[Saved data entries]
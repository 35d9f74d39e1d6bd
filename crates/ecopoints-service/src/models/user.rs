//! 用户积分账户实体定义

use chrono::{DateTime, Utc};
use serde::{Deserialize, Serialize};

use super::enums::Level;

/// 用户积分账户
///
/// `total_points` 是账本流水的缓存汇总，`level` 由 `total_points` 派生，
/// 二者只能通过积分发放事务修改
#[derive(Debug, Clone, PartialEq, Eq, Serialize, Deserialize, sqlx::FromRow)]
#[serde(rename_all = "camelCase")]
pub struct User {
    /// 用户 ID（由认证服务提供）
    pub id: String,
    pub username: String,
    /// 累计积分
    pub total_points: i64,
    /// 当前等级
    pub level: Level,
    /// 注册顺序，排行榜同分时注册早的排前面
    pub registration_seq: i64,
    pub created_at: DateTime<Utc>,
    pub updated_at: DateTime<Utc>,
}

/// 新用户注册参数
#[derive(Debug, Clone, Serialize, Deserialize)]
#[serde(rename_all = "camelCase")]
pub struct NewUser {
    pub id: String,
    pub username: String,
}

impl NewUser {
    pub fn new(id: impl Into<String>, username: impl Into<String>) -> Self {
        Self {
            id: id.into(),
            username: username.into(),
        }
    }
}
...
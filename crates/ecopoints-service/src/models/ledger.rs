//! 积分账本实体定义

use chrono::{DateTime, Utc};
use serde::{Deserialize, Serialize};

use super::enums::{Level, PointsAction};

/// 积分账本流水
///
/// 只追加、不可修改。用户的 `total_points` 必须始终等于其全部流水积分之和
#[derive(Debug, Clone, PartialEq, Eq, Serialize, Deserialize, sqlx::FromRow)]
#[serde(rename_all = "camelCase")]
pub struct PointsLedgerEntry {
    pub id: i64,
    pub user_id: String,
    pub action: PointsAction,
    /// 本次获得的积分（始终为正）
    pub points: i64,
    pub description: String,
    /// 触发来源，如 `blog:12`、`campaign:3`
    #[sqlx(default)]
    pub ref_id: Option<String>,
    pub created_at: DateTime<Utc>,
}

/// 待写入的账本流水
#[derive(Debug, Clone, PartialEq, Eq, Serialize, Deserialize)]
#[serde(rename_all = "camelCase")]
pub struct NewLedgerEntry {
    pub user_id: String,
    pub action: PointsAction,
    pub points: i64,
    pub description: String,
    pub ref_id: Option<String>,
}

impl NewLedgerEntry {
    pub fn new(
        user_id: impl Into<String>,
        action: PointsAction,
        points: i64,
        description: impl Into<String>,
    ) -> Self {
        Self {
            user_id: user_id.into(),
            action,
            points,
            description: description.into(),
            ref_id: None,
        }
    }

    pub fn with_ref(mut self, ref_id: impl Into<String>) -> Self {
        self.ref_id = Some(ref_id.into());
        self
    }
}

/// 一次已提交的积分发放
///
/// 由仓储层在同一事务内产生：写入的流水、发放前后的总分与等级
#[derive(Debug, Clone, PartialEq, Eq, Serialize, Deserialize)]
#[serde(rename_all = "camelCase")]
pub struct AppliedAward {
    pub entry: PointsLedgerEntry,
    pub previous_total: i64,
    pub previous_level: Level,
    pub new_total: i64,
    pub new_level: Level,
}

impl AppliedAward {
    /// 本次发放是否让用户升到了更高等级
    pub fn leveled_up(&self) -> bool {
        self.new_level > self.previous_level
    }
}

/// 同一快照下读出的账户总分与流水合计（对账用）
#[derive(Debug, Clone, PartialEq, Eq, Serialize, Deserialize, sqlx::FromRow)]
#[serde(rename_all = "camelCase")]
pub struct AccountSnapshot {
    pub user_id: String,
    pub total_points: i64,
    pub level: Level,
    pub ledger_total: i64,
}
--
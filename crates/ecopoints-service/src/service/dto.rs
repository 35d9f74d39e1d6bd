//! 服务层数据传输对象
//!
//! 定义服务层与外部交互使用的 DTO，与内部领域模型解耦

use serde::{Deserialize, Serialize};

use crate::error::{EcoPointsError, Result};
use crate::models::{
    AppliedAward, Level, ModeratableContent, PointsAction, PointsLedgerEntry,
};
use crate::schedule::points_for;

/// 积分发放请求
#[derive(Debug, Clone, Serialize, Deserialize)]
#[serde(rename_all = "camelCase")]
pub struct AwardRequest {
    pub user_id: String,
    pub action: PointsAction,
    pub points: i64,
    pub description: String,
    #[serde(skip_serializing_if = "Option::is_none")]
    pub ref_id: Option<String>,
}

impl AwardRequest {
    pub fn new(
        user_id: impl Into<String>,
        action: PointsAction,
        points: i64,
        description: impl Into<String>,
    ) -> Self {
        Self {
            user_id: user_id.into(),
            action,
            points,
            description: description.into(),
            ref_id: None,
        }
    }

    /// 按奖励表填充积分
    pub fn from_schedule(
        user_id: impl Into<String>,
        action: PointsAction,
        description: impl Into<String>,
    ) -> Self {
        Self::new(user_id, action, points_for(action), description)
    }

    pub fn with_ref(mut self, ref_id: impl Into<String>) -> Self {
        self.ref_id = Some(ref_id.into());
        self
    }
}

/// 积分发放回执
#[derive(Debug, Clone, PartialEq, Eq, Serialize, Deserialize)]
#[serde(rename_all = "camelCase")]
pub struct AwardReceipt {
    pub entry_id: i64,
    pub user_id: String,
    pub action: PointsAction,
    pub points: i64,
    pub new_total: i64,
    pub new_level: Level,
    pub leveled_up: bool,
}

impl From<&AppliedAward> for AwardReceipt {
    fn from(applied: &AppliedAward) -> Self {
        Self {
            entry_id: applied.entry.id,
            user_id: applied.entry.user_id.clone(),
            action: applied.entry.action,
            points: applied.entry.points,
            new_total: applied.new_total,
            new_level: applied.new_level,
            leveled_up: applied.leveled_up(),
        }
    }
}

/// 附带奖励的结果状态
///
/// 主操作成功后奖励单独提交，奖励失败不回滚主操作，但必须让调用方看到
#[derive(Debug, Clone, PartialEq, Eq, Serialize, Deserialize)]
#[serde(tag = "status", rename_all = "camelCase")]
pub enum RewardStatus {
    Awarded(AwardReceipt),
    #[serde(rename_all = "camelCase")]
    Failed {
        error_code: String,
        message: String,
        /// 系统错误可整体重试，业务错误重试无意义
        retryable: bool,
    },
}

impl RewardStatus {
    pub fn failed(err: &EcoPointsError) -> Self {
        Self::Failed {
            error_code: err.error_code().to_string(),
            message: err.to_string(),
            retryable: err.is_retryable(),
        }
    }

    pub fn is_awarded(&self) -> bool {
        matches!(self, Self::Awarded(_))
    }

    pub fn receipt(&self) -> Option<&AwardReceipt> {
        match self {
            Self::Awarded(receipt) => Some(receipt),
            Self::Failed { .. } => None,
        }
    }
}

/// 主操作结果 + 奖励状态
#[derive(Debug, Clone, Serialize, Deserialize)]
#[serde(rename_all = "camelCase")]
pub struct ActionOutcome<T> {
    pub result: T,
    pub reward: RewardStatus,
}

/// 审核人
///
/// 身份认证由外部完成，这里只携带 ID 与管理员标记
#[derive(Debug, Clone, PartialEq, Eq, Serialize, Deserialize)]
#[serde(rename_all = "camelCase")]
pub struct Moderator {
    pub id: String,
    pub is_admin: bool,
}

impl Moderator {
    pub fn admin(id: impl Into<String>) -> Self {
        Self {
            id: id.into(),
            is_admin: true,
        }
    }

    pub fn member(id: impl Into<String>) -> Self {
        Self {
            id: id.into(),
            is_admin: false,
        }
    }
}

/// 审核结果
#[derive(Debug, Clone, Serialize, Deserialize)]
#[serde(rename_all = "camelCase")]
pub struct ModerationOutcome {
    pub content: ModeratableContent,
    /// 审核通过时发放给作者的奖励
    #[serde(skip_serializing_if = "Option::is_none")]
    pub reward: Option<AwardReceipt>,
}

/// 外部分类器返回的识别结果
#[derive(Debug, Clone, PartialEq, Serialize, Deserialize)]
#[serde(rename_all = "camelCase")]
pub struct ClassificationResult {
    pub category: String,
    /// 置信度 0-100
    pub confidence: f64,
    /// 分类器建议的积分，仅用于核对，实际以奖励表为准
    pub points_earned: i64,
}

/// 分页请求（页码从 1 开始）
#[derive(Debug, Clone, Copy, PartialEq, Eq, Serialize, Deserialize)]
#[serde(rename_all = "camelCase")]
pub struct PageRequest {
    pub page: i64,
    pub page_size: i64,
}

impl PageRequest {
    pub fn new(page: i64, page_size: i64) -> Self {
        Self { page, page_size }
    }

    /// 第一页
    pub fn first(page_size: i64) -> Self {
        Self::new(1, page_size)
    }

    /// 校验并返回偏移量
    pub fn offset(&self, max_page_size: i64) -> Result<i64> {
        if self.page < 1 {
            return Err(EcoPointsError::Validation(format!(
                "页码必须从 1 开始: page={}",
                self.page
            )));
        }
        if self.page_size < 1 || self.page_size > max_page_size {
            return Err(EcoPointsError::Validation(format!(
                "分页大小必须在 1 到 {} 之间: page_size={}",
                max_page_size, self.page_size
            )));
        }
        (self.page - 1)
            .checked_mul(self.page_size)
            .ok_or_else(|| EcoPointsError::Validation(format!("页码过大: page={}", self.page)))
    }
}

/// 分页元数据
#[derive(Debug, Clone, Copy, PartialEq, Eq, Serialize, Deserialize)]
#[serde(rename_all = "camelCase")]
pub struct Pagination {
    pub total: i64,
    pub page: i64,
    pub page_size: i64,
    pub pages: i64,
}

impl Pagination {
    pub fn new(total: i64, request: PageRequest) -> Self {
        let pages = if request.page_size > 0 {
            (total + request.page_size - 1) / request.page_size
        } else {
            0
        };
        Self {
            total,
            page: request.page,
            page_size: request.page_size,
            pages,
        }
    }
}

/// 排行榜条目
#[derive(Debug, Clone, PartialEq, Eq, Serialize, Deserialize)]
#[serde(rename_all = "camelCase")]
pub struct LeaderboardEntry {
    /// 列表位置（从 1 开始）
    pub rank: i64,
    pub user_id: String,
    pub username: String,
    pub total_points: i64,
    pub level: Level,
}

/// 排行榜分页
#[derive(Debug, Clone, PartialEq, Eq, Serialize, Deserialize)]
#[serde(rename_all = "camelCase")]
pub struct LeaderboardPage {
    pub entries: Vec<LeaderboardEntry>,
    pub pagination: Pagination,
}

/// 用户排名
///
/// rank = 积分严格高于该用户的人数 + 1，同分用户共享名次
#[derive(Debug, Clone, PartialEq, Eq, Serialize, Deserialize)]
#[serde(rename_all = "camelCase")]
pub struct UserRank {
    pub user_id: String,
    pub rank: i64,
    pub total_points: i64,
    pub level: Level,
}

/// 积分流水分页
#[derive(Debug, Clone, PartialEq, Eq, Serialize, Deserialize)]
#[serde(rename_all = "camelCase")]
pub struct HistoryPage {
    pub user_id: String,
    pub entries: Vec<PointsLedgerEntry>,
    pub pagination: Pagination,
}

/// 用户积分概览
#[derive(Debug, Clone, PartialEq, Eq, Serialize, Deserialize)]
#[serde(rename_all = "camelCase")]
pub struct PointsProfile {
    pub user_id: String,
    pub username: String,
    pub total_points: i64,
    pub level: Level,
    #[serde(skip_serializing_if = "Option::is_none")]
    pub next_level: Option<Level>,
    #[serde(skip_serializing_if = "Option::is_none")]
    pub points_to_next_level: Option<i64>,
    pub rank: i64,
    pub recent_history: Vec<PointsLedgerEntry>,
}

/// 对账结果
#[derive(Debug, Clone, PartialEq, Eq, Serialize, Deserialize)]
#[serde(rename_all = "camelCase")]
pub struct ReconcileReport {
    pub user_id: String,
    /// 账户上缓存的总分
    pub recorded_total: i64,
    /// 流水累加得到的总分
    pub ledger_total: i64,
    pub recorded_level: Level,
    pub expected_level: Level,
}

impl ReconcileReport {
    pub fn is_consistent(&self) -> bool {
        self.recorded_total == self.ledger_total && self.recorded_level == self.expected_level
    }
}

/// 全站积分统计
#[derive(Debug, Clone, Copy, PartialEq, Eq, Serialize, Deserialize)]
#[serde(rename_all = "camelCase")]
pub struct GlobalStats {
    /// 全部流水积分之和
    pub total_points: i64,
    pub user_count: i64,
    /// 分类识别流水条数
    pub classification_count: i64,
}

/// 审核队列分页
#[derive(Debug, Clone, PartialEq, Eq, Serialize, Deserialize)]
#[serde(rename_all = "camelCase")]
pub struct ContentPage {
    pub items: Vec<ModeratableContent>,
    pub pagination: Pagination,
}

PROBLEM STATEMENT:
Working through the data above, find every line holding "crates" and copy it.

RESULT OF THIS TASK:
filename crates/ecopoints-service/src/models/user.rs
filename crates/ecopoints-service/src/models/ledger.rs
filename crates/ecopoints-service/src/service/dto.rs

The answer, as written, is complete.